Exercise requirements:
From the first line of the entries below to the line with "to be specific.", give each line again exactly.

(Stored items)
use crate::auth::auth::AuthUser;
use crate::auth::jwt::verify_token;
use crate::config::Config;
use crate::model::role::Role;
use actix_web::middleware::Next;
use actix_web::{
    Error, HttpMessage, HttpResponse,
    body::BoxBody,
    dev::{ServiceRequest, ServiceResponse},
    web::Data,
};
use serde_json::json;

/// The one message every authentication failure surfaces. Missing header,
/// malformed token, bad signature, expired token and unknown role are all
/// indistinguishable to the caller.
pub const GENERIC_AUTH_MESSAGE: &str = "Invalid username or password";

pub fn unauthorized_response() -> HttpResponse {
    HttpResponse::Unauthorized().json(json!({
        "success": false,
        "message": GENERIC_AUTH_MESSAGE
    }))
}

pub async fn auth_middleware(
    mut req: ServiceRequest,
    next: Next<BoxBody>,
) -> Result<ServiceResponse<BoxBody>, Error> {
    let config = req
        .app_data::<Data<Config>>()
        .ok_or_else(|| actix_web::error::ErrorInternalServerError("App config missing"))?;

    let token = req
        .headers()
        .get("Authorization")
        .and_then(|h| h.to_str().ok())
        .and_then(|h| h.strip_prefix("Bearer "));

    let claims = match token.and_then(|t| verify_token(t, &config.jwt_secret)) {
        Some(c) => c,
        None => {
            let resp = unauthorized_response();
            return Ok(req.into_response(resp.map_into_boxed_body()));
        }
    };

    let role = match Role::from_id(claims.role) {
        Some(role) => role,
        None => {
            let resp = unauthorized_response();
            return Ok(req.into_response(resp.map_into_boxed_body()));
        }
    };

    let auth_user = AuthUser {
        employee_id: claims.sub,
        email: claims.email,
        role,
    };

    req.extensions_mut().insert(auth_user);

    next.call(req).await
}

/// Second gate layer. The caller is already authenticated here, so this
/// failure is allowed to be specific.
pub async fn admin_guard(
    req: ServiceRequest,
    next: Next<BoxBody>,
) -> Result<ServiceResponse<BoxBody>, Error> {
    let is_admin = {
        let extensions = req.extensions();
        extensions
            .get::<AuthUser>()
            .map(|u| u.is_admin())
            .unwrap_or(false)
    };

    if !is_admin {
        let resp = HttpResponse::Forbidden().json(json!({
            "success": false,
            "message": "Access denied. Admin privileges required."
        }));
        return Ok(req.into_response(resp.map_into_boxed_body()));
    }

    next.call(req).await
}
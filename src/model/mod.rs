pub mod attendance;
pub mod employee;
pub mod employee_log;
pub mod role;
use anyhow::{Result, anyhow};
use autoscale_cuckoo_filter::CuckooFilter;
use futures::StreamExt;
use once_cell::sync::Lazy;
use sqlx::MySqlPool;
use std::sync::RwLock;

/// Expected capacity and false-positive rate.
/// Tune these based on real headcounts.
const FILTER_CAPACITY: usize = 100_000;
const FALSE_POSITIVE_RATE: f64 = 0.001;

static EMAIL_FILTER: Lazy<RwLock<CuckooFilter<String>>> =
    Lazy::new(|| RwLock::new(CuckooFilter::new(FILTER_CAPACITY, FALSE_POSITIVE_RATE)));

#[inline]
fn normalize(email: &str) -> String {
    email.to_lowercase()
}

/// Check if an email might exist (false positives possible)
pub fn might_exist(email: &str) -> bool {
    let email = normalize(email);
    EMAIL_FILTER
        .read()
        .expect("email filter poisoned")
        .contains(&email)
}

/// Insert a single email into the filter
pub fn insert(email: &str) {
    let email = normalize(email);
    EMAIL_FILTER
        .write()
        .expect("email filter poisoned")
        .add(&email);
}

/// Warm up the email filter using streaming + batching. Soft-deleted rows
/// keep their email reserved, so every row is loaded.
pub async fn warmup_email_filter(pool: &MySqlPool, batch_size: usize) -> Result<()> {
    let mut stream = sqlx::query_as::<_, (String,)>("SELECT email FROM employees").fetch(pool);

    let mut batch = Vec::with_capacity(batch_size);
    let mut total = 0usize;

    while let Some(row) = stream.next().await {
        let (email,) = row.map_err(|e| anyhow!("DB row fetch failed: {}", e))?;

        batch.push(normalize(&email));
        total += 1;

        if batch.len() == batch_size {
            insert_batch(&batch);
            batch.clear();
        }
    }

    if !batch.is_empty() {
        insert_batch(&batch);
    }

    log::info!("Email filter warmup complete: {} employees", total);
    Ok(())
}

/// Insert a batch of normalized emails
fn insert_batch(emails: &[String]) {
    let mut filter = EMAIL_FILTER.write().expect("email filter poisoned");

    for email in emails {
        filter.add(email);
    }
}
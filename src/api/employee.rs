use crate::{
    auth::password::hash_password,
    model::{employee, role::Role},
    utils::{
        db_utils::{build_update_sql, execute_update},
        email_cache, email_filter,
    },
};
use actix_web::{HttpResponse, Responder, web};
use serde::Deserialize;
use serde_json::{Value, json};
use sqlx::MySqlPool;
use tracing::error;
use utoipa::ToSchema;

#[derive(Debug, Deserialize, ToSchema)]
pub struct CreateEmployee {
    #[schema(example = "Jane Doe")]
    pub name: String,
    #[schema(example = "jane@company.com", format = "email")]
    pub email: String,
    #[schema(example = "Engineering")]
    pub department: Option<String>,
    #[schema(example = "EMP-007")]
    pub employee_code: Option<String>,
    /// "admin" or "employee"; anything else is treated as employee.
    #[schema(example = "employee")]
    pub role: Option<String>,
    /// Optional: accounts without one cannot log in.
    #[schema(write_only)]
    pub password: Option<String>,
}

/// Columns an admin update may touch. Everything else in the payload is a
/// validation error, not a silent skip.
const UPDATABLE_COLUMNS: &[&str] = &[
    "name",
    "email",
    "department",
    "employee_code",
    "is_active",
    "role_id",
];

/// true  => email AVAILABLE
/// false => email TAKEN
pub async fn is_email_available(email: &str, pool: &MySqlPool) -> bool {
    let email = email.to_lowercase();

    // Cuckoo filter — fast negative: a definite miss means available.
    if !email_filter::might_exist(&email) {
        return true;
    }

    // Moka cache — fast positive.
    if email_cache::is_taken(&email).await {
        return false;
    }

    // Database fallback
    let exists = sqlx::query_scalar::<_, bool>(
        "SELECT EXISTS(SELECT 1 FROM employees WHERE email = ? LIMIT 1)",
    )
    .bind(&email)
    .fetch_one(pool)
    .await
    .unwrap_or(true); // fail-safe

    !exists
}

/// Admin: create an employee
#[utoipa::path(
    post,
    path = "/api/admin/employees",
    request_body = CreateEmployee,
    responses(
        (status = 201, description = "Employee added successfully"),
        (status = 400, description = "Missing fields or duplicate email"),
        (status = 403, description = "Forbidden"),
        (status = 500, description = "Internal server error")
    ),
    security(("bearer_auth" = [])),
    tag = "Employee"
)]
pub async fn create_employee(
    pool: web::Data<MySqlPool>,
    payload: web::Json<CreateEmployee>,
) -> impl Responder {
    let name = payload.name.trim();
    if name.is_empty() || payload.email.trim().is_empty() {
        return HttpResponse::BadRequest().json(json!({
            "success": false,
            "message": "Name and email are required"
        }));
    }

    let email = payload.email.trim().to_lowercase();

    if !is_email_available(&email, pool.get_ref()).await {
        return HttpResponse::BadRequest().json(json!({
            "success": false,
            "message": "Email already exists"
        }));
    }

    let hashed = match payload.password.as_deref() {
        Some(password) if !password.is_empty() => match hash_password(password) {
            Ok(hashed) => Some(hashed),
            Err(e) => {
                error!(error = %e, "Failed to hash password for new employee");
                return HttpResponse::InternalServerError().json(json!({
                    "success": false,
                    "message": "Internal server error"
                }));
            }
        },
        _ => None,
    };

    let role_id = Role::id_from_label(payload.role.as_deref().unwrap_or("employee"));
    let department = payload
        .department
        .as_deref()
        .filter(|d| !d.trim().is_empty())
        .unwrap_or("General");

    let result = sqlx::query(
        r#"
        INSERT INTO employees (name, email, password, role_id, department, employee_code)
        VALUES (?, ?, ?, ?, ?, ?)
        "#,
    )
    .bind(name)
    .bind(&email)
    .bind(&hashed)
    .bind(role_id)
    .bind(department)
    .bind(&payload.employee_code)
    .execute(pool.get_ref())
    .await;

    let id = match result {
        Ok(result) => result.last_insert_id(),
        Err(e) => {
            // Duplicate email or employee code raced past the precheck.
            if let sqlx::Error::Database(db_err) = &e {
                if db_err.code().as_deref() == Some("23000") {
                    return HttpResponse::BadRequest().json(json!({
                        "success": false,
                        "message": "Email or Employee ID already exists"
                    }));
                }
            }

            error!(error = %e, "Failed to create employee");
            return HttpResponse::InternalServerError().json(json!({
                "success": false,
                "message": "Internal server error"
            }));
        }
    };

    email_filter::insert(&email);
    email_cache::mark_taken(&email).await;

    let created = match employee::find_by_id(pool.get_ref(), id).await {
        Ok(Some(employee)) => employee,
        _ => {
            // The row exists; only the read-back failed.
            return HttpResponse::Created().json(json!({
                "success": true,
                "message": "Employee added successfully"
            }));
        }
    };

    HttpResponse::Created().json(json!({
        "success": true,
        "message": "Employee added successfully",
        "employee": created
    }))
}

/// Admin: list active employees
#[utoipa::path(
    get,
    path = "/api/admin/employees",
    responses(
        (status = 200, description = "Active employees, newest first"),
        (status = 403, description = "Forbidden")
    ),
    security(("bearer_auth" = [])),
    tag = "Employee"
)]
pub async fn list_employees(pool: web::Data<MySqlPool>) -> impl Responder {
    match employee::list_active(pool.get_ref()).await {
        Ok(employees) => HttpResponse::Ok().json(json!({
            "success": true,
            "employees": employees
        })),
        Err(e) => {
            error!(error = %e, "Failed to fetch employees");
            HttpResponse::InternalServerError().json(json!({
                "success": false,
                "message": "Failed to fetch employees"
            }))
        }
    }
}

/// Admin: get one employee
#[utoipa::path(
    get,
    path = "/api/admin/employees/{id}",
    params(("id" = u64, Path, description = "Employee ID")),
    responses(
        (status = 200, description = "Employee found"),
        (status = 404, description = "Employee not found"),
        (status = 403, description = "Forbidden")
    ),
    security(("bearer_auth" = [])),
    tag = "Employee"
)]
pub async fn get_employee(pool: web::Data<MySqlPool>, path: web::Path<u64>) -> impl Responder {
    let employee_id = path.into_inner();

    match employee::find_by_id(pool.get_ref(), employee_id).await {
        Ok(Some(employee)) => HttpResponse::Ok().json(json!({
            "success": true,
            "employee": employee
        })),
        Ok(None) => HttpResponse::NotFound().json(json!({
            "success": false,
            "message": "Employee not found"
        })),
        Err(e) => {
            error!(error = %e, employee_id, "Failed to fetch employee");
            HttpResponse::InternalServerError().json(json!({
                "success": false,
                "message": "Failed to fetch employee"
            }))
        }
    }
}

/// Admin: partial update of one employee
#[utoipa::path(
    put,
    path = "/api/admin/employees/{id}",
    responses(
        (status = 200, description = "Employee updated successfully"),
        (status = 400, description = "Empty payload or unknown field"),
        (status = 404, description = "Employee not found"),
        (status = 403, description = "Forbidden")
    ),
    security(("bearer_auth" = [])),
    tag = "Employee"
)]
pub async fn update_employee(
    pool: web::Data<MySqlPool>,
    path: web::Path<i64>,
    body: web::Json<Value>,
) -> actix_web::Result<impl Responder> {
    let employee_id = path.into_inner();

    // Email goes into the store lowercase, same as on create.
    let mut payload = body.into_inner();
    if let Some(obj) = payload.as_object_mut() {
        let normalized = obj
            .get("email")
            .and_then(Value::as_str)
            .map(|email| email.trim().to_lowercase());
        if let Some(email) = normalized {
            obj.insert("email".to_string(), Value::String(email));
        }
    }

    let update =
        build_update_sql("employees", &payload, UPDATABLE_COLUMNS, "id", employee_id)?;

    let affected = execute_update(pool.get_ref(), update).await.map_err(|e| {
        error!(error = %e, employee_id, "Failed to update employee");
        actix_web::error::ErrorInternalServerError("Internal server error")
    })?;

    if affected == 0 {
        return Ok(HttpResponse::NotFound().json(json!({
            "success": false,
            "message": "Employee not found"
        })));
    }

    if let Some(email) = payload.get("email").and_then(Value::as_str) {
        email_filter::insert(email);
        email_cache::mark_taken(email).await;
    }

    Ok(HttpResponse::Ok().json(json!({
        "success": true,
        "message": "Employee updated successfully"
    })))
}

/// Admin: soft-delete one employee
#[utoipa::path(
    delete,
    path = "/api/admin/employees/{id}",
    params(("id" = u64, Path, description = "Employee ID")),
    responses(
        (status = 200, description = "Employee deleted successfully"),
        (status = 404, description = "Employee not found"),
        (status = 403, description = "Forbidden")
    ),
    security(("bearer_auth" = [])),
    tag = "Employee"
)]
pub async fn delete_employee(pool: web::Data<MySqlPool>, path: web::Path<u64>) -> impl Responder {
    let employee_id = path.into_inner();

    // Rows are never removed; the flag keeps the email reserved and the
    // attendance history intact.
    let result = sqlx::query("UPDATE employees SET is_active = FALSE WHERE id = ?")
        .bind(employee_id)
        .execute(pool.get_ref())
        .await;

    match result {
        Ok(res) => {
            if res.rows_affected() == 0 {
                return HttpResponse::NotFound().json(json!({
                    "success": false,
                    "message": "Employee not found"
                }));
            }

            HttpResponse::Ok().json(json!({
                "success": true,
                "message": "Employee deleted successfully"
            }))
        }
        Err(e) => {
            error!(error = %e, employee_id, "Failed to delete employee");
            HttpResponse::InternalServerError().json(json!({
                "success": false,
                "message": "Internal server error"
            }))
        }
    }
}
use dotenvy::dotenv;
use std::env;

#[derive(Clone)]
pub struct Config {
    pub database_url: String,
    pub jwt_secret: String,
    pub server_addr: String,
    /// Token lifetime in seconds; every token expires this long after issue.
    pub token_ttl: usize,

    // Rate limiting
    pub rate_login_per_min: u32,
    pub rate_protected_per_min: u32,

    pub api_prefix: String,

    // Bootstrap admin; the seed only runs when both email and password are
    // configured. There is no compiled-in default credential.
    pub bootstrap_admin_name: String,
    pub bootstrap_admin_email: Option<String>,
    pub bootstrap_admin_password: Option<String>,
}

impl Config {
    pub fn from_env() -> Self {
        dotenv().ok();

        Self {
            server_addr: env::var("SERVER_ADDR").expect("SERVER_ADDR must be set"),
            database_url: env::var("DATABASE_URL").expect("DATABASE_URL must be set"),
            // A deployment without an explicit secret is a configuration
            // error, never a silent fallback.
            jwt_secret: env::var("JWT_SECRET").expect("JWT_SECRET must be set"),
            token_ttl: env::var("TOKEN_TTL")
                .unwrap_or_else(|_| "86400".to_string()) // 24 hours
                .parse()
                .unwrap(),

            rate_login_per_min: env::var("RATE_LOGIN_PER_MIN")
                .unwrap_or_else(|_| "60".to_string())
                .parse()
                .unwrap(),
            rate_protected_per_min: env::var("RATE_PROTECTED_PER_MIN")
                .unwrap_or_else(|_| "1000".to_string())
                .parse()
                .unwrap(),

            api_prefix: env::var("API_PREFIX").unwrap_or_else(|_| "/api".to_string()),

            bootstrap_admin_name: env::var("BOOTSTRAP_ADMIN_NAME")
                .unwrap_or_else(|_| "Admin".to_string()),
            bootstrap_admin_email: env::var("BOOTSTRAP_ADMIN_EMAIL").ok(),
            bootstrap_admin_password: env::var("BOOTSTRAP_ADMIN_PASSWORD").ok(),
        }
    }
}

Written response:
use crate::auth::auth::AuthUser;
use crate::auth::jwt::verify_token;
use crate::config::Config;
use crate::model::role::Role;
use actix_web::middleware::Next;
use actix_web::{
    Error, HttpMessage, HttpResponse,
    body::BoxBody,
    dev::{ServiceRequest, ServiceResponse},
    web::Data,
};
use serde_json::json;

/// The one message every authentication failure surfaces. Missing header,
/// malformed token, bad signature, expired token and unknown role are all
/// indistinguishable to the caller.
pub const GENERIC_AUTH_MESSAGE: &str = "Invalid username or password";

pub fn unauthorized_response() -> HttpResponse {
    HttpResponse::Unauthorized().json(json!({
        "success": false,
        "message": GENERIC_AUTH_MESSAGE
    }))
}

pub async fn auth_middleware(
    mut req: ServiceRequest,
    next: Next<BoxBody>,
) -> Result<ServiceResponse<BoxBody>, Error> {
    let config = req
        .app_data::<Data<Config>>()
        .ok_or_else(|| actix_web::error::ErrorInternalServerError("App config missing"))?;

    let token = req
        .headers()
        .get("Authorization")
        .and_then(|h| h.to_str().ok())
        .and_then(|h| h.strip_prefix("Bearer "));

    let claims = match token.and_then(|t| verify_token(t, &config.jwt_secret)) {
        Some(c) => c,
        None => {
            let resp = unauthorized_response();
            return Ok(req.into_response(resp.map_into_boxed_body()));
        }
    };

    let role = match Role::from_id(claims.role) {
        Some(role) => role,
        None => {
            let resp = unauthorized_response();
            return Ok(req.into_response(resp.map_into_boxed_body()));
        }
    };

    let auth_user = AuthUser {
        employee_id: claims.sub,
        email: claims.email,
        role,
    };

    req.extensions_mut().insert(auth_user);

    next.call(req).await
}

/// Second gate layer. The caller is already authenticated here, so this
/// failure is allowed to be specific.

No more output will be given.